(ACTIVITY) Reproduce exactly, and only, the lines below from the one containing "tree.set_repeat_count(sub, 3).unwrap();" through the one containing "assert_eq!(tree.animated_play_time(x).unwrap(), 50);".

(INFORMATION SUPPLIED)
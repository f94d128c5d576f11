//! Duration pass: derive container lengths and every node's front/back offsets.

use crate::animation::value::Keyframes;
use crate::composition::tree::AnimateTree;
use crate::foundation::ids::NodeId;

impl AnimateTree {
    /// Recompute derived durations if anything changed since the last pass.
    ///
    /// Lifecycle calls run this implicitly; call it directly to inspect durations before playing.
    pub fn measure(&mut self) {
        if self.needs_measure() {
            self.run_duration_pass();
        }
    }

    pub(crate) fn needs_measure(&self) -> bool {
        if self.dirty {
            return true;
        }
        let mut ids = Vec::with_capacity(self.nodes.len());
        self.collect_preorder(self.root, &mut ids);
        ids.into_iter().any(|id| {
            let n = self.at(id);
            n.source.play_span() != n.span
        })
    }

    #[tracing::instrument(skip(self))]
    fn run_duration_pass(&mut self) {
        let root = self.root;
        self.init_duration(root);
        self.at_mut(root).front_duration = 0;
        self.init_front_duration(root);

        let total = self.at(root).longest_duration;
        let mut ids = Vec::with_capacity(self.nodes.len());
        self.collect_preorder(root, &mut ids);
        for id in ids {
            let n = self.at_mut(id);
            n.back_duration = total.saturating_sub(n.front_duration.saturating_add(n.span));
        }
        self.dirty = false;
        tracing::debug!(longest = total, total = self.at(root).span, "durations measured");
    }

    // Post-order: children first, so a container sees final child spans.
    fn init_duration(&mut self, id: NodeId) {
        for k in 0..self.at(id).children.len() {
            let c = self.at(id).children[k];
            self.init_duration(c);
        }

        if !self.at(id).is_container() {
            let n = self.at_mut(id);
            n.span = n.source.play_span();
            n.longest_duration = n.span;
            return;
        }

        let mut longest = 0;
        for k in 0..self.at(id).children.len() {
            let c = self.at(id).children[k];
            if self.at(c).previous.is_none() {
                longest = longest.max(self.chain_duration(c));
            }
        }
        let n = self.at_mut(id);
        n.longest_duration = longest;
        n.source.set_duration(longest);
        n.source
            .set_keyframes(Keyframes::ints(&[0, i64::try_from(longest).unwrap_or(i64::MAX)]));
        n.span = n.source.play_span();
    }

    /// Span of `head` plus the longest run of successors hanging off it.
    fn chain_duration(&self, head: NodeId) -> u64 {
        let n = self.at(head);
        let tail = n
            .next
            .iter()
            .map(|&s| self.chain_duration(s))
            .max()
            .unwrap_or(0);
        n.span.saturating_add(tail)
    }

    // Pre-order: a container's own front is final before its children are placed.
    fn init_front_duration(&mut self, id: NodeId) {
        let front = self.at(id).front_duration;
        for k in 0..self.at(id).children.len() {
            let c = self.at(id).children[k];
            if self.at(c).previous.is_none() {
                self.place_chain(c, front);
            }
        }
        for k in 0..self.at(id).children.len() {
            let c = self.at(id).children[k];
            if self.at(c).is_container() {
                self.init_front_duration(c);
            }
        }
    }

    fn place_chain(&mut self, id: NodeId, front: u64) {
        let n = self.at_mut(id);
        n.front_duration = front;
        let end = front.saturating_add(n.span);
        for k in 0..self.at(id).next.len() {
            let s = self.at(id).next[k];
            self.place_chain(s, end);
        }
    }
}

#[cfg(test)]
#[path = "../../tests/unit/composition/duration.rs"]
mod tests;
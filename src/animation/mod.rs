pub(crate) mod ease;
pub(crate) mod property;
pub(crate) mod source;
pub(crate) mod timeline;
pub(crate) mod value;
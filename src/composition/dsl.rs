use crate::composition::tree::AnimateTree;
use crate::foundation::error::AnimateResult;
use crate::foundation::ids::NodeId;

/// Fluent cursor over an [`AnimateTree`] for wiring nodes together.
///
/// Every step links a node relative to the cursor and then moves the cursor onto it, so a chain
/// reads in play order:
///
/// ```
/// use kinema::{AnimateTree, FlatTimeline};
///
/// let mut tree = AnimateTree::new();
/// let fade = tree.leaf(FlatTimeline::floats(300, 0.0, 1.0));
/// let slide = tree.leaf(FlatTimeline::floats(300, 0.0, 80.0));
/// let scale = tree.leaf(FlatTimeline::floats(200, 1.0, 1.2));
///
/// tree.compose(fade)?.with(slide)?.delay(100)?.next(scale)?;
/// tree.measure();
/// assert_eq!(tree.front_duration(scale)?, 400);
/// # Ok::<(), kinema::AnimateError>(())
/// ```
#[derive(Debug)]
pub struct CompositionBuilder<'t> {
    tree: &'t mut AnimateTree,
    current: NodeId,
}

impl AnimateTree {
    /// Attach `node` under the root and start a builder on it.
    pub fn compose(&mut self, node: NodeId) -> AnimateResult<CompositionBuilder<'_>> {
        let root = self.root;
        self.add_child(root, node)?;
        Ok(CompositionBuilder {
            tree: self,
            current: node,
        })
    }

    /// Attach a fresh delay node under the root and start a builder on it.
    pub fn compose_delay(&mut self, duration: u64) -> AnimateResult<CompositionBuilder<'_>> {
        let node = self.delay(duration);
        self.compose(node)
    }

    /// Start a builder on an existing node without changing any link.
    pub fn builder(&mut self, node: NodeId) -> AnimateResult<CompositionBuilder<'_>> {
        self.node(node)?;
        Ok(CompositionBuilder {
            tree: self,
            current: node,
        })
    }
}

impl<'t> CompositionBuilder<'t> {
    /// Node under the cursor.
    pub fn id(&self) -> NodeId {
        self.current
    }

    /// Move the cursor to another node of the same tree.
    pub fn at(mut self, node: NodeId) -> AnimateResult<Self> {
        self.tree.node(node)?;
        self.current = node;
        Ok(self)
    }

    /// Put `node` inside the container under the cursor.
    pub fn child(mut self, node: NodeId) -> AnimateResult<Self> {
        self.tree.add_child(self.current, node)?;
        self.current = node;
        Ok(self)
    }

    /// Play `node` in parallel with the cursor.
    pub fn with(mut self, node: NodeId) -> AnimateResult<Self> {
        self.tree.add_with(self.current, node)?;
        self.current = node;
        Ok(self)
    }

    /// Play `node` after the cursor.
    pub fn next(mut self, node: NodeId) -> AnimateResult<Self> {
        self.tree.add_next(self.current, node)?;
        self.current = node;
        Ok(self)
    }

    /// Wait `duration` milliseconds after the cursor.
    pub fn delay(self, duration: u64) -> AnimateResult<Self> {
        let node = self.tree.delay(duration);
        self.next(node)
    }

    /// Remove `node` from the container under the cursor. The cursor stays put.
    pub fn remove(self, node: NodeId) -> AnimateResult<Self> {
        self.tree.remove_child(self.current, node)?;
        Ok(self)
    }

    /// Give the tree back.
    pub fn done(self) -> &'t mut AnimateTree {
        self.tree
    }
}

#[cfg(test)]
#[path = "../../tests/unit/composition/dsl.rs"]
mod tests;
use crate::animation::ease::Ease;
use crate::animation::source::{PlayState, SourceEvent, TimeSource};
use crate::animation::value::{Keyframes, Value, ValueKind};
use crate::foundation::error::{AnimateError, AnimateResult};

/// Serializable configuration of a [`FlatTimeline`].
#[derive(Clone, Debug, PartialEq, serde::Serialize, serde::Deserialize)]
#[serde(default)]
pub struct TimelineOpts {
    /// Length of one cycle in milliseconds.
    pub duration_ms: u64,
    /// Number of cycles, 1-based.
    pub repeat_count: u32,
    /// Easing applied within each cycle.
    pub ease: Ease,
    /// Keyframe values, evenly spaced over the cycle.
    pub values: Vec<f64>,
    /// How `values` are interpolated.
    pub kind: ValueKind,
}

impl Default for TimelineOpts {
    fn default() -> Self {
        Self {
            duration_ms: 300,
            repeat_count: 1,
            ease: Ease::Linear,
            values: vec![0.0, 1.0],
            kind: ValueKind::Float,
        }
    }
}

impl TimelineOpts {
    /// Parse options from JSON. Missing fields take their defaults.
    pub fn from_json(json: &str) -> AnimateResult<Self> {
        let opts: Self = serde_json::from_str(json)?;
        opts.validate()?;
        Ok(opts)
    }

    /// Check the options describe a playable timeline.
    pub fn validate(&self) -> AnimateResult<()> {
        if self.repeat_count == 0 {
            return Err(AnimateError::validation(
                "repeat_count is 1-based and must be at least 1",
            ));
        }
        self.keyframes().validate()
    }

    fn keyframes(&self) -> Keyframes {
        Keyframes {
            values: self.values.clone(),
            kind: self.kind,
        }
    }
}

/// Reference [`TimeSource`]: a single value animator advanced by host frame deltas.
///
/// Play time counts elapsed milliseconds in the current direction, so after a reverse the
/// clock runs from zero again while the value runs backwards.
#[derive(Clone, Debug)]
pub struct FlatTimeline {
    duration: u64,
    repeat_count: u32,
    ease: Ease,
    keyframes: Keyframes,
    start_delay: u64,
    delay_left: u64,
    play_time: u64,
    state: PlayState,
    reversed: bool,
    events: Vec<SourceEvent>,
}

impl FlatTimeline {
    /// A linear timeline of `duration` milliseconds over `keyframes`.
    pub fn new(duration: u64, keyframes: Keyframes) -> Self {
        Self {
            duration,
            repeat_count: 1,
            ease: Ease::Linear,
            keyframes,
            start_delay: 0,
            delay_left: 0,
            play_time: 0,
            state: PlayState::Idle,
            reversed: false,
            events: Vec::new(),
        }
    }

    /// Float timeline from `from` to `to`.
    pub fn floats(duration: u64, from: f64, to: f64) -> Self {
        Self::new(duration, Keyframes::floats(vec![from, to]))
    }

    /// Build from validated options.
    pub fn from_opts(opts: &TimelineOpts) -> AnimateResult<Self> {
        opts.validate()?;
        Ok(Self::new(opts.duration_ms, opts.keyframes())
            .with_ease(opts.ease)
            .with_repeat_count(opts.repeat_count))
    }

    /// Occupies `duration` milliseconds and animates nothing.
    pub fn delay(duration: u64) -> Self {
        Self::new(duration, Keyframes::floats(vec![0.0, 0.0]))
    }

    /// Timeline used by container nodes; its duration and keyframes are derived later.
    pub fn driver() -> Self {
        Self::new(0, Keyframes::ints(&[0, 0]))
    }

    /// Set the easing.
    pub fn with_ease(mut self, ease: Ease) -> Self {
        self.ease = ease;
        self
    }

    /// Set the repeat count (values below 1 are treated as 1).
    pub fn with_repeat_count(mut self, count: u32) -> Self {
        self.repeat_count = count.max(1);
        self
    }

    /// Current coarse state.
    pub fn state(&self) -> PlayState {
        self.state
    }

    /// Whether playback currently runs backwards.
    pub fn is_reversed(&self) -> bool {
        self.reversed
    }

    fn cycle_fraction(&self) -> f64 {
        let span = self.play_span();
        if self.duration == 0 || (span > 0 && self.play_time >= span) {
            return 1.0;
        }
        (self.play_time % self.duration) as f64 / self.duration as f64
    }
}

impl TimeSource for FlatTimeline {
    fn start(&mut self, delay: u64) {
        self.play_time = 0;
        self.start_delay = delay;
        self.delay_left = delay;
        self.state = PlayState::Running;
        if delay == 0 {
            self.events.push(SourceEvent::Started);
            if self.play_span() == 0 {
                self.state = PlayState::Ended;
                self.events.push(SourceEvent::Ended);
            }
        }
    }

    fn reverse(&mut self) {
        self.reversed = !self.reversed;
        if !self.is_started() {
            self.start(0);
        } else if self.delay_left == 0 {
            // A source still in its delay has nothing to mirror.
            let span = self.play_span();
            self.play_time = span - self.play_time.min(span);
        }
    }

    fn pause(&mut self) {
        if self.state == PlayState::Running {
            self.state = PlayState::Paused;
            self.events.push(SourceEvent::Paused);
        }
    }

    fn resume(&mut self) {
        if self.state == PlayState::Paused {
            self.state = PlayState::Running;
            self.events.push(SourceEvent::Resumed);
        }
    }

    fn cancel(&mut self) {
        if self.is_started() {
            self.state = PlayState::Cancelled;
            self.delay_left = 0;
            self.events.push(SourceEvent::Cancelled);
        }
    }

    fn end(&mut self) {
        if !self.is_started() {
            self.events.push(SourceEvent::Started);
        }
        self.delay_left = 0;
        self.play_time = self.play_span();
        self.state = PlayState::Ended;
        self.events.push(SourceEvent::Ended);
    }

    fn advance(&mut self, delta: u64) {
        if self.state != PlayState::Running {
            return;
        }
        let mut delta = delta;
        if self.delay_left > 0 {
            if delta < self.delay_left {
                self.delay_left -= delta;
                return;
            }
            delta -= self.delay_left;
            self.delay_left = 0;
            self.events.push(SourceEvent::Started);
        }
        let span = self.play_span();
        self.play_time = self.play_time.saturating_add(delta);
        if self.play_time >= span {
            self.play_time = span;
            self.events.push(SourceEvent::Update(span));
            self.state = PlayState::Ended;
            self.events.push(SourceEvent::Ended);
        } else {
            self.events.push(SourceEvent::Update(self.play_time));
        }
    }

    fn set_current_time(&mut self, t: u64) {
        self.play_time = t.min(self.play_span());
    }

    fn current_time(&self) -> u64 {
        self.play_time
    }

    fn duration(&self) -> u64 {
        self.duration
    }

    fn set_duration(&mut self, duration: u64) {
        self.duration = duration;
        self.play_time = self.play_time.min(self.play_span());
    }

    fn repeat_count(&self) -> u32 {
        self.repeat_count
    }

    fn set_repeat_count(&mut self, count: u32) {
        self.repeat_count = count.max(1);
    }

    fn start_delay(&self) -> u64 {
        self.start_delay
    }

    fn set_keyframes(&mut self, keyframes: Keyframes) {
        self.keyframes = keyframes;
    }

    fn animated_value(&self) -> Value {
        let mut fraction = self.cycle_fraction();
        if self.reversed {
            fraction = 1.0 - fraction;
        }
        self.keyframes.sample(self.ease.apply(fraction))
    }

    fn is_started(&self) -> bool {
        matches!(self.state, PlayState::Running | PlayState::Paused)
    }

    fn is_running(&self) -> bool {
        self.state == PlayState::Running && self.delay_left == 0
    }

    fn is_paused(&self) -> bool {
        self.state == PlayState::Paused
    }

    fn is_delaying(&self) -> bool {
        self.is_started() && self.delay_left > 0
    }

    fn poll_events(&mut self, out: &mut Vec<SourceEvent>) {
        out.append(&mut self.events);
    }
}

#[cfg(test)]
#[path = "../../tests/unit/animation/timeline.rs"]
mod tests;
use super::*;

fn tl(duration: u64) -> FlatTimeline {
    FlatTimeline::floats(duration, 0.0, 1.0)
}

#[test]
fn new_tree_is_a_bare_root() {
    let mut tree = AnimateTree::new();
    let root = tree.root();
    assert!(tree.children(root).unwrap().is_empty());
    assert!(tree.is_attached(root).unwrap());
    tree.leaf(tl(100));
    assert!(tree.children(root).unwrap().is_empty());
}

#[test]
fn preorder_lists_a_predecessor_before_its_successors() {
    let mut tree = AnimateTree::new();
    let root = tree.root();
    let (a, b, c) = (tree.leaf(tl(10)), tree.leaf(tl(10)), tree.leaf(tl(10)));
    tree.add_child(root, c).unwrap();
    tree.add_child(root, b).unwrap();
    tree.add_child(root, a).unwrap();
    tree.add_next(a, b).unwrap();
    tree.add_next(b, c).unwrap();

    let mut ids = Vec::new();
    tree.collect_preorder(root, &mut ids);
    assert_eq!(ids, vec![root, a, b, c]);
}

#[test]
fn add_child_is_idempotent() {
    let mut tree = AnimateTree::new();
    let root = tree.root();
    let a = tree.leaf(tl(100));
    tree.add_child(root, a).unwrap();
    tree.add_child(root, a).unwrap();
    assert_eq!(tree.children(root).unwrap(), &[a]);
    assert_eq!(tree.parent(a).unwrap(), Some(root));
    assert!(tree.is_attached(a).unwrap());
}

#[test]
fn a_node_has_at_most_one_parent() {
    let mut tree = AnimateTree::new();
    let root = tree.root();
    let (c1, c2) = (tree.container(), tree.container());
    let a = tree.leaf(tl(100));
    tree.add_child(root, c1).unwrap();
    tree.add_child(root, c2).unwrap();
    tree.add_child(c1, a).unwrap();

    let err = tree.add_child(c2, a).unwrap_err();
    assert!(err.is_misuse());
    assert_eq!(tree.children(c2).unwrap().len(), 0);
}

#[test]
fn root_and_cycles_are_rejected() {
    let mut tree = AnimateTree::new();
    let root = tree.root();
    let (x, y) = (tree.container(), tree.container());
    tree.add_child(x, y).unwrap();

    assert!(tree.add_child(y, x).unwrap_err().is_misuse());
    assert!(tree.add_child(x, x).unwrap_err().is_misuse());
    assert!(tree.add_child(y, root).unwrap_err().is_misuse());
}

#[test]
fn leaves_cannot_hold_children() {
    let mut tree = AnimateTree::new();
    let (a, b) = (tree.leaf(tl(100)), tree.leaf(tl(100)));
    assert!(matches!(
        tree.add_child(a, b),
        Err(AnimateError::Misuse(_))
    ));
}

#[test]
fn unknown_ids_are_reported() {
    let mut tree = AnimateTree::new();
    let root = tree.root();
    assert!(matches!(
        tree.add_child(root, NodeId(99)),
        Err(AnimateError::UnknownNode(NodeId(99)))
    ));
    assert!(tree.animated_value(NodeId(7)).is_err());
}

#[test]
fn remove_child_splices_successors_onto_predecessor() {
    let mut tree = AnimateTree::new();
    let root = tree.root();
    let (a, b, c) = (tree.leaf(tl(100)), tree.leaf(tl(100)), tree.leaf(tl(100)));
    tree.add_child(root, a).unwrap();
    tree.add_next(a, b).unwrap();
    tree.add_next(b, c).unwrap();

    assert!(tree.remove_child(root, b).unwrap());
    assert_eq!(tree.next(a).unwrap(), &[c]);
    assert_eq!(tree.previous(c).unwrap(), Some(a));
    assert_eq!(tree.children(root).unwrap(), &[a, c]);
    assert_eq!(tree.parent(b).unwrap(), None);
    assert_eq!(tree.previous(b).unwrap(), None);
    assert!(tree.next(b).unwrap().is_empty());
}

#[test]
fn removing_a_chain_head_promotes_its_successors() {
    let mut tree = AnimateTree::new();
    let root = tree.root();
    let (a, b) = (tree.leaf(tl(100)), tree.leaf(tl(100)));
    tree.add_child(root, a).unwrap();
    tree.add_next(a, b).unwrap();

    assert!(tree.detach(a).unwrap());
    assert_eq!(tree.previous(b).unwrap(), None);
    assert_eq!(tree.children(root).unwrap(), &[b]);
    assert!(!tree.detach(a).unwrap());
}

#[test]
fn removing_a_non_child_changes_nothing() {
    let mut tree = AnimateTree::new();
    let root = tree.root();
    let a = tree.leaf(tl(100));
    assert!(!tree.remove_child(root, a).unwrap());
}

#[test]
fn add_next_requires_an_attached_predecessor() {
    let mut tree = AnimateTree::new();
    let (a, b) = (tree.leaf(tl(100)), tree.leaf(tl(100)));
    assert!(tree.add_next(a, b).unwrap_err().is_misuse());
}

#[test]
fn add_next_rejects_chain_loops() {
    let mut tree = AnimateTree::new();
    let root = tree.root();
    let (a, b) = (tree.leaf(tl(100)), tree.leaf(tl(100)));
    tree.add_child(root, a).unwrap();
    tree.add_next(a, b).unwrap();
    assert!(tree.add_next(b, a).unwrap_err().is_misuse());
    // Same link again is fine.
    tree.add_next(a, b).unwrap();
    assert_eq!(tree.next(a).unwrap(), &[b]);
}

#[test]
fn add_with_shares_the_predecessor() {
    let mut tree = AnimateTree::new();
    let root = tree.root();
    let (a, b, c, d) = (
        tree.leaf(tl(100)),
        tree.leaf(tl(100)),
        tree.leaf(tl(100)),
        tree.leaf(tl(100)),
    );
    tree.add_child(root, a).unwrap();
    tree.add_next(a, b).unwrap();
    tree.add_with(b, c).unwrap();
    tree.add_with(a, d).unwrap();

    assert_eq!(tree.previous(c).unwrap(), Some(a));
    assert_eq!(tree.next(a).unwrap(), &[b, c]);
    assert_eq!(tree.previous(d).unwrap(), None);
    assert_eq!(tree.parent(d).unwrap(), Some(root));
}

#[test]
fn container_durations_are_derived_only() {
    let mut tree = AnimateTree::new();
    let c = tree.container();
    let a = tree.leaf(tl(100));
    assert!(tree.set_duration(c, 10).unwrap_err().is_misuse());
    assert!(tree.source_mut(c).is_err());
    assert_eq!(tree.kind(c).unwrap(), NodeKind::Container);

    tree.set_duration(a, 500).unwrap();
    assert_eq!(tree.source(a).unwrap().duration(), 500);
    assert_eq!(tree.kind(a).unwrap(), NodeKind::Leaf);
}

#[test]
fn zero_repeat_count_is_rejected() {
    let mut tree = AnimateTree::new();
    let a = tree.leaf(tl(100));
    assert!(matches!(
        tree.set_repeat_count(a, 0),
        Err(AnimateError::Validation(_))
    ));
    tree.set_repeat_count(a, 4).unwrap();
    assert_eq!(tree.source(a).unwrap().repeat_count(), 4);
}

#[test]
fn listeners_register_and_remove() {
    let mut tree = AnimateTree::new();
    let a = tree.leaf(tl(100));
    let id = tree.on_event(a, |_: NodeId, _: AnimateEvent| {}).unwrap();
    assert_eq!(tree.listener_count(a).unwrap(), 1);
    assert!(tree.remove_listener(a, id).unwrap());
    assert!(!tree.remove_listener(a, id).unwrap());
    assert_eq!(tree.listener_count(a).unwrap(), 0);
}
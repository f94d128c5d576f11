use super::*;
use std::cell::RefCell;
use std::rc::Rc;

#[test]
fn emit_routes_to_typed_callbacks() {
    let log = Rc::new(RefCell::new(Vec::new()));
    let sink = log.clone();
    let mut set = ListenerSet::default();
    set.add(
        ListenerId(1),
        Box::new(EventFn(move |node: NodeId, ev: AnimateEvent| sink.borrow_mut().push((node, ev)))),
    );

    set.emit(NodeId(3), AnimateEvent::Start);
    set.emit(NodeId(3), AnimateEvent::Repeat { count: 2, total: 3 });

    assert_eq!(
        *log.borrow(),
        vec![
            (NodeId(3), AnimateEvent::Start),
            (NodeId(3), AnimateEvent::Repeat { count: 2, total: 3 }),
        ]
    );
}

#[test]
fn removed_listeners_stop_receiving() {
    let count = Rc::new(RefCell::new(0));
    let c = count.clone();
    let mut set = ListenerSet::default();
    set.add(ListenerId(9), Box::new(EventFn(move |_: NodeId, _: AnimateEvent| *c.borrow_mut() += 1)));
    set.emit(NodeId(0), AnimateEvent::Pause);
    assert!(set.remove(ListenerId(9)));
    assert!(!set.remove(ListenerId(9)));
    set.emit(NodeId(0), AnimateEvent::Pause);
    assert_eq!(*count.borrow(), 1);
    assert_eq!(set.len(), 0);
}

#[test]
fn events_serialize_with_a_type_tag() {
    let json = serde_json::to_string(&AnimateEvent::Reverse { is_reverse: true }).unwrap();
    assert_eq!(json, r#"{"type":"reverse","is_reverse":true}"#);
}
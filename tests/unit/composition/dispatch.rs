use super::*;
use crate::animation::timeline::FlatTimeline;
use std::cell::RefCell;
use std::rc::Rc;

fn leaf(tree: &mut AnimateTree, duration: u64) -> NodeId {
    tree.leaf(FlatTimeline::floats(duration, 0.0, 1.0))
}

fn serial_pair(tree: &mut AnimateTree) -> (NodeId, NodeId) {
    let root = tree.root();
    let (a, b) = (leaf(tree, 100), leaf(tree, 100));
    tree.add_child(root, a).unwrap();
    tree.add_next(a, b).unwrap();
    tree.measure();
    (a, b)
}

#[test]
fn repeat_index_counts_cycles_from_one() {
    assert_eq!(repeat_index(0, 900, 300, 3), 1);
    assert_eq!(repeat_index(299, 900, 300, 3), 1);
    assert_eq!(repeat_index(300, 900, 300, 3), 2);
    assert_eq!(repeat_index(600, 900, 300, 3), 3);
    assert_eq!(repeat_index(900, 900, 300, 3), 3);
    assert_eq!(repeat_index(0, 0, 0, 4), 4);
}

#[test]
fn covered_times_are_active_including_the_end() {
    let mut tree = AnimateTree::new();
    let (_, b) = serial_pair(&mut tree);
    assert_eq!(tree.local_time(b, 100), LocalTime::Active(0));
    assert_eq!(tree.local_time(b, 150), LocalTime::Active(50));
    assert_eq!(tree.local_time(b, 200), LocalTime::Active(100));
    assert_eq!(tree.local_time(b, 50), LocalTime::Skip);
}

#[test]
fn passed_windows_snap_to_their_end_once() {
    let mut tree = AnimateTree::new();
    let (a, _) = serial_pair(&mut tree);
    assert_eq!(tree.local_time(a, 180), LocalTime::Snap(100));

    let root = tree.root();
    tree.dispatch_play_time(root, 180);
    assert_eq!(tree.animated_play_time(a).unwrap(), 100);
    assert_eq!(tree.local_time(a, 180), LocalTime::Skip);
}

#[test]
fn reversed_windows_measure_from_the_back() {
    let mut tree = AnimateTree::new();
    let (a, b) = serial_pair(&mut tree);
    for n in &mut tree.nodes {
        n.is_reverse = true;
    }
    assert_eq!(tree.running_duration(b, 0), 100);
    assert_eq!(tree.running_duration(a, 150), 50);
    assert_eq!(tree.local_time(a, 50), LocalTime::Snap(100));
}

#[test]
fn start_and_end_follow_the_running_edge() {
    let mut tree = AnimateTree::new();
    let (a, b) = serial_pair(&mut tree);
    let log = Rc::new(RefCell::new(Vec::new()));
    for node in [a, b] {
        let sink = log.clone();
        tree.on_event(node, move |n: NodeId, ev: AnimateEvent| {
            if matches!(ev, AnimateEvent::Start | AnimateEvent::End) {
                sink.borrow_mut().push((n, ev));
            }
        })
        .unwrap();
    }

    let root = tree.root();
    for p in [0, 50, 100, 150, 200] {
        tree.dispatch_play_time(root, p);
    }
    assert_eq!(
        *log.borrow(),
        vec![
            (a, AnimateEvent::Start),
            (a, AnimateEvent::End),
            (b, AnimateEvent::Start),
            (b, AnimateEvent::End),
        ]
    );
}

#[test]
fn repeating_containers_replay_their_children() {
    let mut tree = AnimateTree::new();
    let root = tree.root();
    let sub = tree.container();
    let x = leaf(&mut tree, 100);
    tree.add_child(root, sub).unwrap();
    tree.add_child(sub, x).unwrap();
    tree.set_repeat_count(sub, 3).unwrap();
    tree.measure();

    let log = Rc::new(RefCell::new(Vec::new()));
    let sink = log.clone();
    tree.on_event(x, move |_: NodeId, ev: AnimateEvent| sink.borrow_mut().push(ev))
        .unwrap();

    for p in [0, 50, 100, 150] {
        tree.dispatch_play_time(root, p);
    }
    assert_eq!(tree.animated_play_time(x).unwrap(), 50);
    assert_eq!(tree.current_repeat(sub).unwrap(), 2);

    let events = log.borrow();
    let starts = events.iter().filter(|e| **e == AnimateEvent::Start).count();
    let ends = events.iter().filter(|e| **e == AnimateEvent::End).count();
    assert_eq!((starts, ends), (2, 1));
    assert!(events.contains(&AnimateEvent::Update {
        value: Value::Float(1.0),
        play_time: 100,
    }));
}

(ANSWER SPACE)
    tree.set_repeat_count(sub, 3).unwrap();
    tree.measure();

    let log = Rc::new(RefCell::new(Vec::new()));
    let sink = log.clone();
    tree.on_event(x, move |_: NodeId, ev: AnimateEvent| sink.borrow_mut().push(ev))
        .unwrap();

    for p in [0, 50, 100, 150] {
        tree.dispatch_play_time(root, p);
    }
    assert_eq!(tree.animated_play_time(x).unwrap(), 50);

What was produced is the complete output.